Stored data entries
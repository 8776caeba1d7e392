//! Progress reporting module
//!
//! `tracker` is the engine-core progress tracker (C2): atomic counters with
//! parent aggregation and debounced reporting. `reporter` is a presentation
//! layer on top of it for interactive use by the demo binary.

mod reporter;
mod tracker;

pub use reporter::*;
pub use tracker::{ProgressHandler, ProgressSnapshot, ProgressTracker};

● **Exercise directions**
Pull every line containing "reporter" from the data.

● **Answer below**
//! parent aggregation and debounced reporting. `reporter` is a presentation
mod reporter;
pub use reporter::*;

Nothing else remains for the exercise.